◆ **PROVIDED DATA**

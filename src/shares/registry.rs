//! # Share Registry
//!
//! Explicit capability registry populated at startup. Each registration
//! binds one concrete type to one capability through type-erased reader
//! and writer functions, replacing runtime interface discovery while
//! preserving the "no direct references between handlers" property.

use parking_lot::RwLock;
use std::any::TypeId;
use std::collections::HashMap;
use std::sync::Arc;

use super::{
    properties_to_snapshot, snapshot_to_properties, AnyShareable, ShareError, SharedCapability,
    SharedProperty, Shares,
};
use crate::model::TypeDescription;

type ReaderFn = Box<dyn Fn(&AnyShareable) -> Result<Vec<SharedProperty>, ShareError> + Send + Sync>;
type WriterFn =
    Box<dyn Fn(&mut AnyShareable, &[SharedProperty]) -> Result<(), ShareError> + Send + Sync>;

/// One (concrete type, capability) binding.
pub struct ShareRegistration {
    /// The concrete type the binding belongs to.
    pub source_type: TypeDescription,
    /// The capability it declares.
    pub interface_type: TypeDescription,
    reader: ReaderFn,
    writer: WriterFn,
}

impl ShareRegistration {
    /// Capture the capability's properties from a type-erased object.
    pub fn read(&self, source: &AnyShareable) -> Result<Vec<SharedProperty>, ShareError> {
        (self.reader)(source)
    }

    /// Apply properties onto a type-erased object.
    pub fn write(
        &self,
        target: &mut AnyShareable,
        properties: &[SharedProperty],
    ) -> Result<(), ShareError> {
        (self.writer)(target, properties)
    }
}

impl std::fmt::Debug for ShareRegistration {
    fn fmt(&self, f: &mut std::fmt::Formatter<'_>) -> std::fmt::Result {
        f.debug_struct("ShareRegistration")
            .field("source_type", &self.source_type.full_name)
            .field("interface_type", &self.interface_type.full_name)
            .finish()
    }
}

/// Registry of capability bindings keyed by concrete type.
#[derive(Default)]
pub struct ShareRegistry {
    by_source: RwLock<HashMap<TypeId, Vec<Arc<ShareRegistration>>>>,
}

impl ShareRegistry {
    pub fn new() -> Self {
        Self::default()
    }

    /// Register that `T` declares capability `C`. Registering the same
    /// pair twice appends a duplicate binding; callers register once at
    /// startup.
    pub fn register<T, C>(&self)
    where
        T: Shares<C> + Send + Sync + 'static,
        C: SharedCapability,
    {
        let registration = ShareRegistration {
            source_type: TypeDescription::of::<T>(),
            interface_type: C::interface_type(),
            reader: Box::new(|source: &AnyShareable| {
                let source =
                    source
                        .downcast_ref::<T>()
                        .ok_or_else(|| ShareError::SourceTypeMismatch {
                            interface: C::interface_type().full_name,
                        })?;
                snapshot_to_properties::<C>(&<T as Shares<C>>::capture(source))
            }),
            writer: Box::new(|target: &mut AnyShareable, properties: &[SharedProperty]| {
                let target =
                    target
                        .downcast_mut::<T>()
                        .ok_or_else(|| ShareError::TargetTypeMismatch {
                            interface: C::interface_type().full_name,
                        })?;
                <T as Shares<C>>::apply(target, properties_to_snapshot::<C>(properties)?);
                Ok(())
            }),
        };

        self.by_source
            .write()
            .entry(TypeId::of::<T>())
            .or_default()
            .push(Arc::new(registration));
    }

    /// Every capability binding declared by the given concrete type.
    pub fn registrations_for(&self, source: TypeId) -> Vec<Arc<ShareRegistration>> {
        self.by_source
            .read()
            .get(&source)
            .cloned()
            .unwrap_or_default()
    }
}

impl std::fmt::Debug for ShareRegistry {
    fn fmt(&self, f: &mut std::fmt::Formatter<'_>) -> std::fmt::Result {
        let count: usize = self.by_source.read().values().map(Vec::len).sum();
        f.debug_struct("ShareRegistry")
            .field("registrations", &count)
            .finish()
    }
}
//! # Dispatch Worker Pool
//!
//! Bounded worker pool that polls the external durable queue for each
//! monitored channel and dispatches popped parcels. Shutdown is
//! cooperative: the pool stops popping, then waits for the
//! active-message counter to drain before returning; an in-flight
//! handler is never pre-empted.

use async_trait::async_trait;
use std::sync::atomic::{AtomicBool, Ordering};
use std::sync::Arc;
use std::time::Duration;
use tokio::sync::Semaphore;
use tracing::{error, info, warn};

use super::dispatcher::MessageDispatcher;
use crate::model::{Channel, Parcel, TrackingCode};
use crate::postal::courier::SendError;

/// A popped queue entry: the parcel and the tracking code of its first
/// envelope.
#[derive(Debug, Clone)]
pub struct QueuedParcel {
    pub tracking_code: TrackingCode,
    pub parcel: Parcel,
}

/// The external durable queue the pool polls, one logical queue per
/// monitored channel.
#[async_trait]
pub trait ParcelQueue: Send + Sync {
    /// Pop the next parcel for a channel, if any is ready.
    async fn pop(&self, channel: &Channel) -> Result<Option<QueuedParcel>, SendError>;
}

/// Worker pool settings.
#[derive(Debug, Clone)]
pub struct WorkerPoolSettings {
    /// Maximum concurrently executing dispatches.
    pub concurrency: usize,
    /// Delay between polls when every monitored channel came up empty.
    pub poll_interval: Duration,
    /// Delay between drain checks during shutdown.
    pub drain_poll_interval: Duration,
    /// Stop accepting work after this long, then drain and return.
    pub time_to_live: Option<Duration>,
}

impl Default for WorkerPoolSettings {
    fn default() -> Self {
        Self {
            concurrency: crate::constants::DEFAULT_WORKER_CONCURRENCY,
            poll_interval: Duration::from_millis(crate::constants::DEFAULT_POLL_INTERVAL_MS),
            drain_poll_interval: Duration::from_millis(50),
            time_to_live: None,
        }
    }
}

/// Polls monitored channels and drives the dispatcher with bounded
/// concurrency.
pub struct DispatchWorkerPool {
    dispatcher: Arc<MessageDispatcher>,
    queue: Arc<dyn ParcelQueue>,
    channels: Vec<Channel>,
    settings: WorkerPoolSettings,
    shutdown: Arc<AtomicBool>,
}

impl DispatchWorkerPool {
    pub fn new(
        dispatcher: Arc<MessageDispatcher>,
        queue: Arc<dyn ParcelQueue>,
        channels: Vec<Channel>,
        settings: WorkerPoolSettings,
    ) -> Self {
        Self {
            dispatcher,
            queue,
            channels,
            settings,
            shutdown: Arc::new(AtomicBool::new(false)),
        }
    }

    /// Handle used to request a cooperative shutdown from another task.
    pub fn shutdown_handle(&self) -> Arc<AtomicBool> {
        self.shutdown.clone()
    }

    /// Poll-and-dispatch until shutdown (or time-to-live expiry), then
    /// drain in-flight handlers before returning.
    pub async fn run(&self) {
        let semaphore = Arc::new(Semaphore::new(self.settings.concurrency));
        let deadline = self
            .settings
            .time_to_live
            .map(|ttl| tokio::time::Instant::now() + ttl);
        info!(
            channels = self.channels.len(),
            concurrency = self.settings.concurrency,
            "dispatch worker pool started"
        );

        while !self.shutdown.load(Ordering::SeqCst) {
            if let Some(deadline) = deadline {
                if tokio::time::Instant::now() >= deadline {
                    info!("worker pool time-to-live reached; shutting down");
                    self.shutdown.store(true, Ordering::SeqCst);
                    break;
                }
            }

            let mut popped_any = false;
            for channel in &self.channels {
                if self.shutdown.load(Ordering::SeqCst) {
                    break;
                }
                match self.queue.pop(channel).await {
                    Ok(Some(queued)) => {
                        popped_any = true;
                        let Ok(permit) = semaphore.clone().acquire_owned().await else {
                            break;
                        };
                        let dispatcher = self.dispatcher.clone();
                        let channel = channel.clone();
                        tokio::spawn(async move {
                            let _permit = permit;
                            let display_name = queued.parcel.name.clone();
                            if let Err(err) = dispatcher
                                .dispatch(
                                    &display_name,
                                    &queued.tracking_code,
                                    queued.parcel,
                                    &channel,
                                )
                                .await
                            {
                                error!(error = %err, "parcel dispatch failed");
                            }
                        });
                    }
                    Ok(None) => {}
                    Err(err) => {
                        warn!(channel = %channel, error = %err, "queue poll failed");
                    }
                }
            }

            if !popped_any {
                tokio::time::sleep(self.settings.poll_interval).await;
            }
        }

        self.dispatcher
            .active_messages()
            .wait_until_idle(self.settings.drain_poll_interval)
            .await;
        info!("dispatch worker pool drained and stopped");
    }
}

◆ **WHAT YOU NEED TO DO**
Look through the data above for the string "model" and copy every line where it appears.

◆ **OUTPUT**
use crate::model::TypeDescription;
use crate::model::{Channel, Parcel, TrackingCode};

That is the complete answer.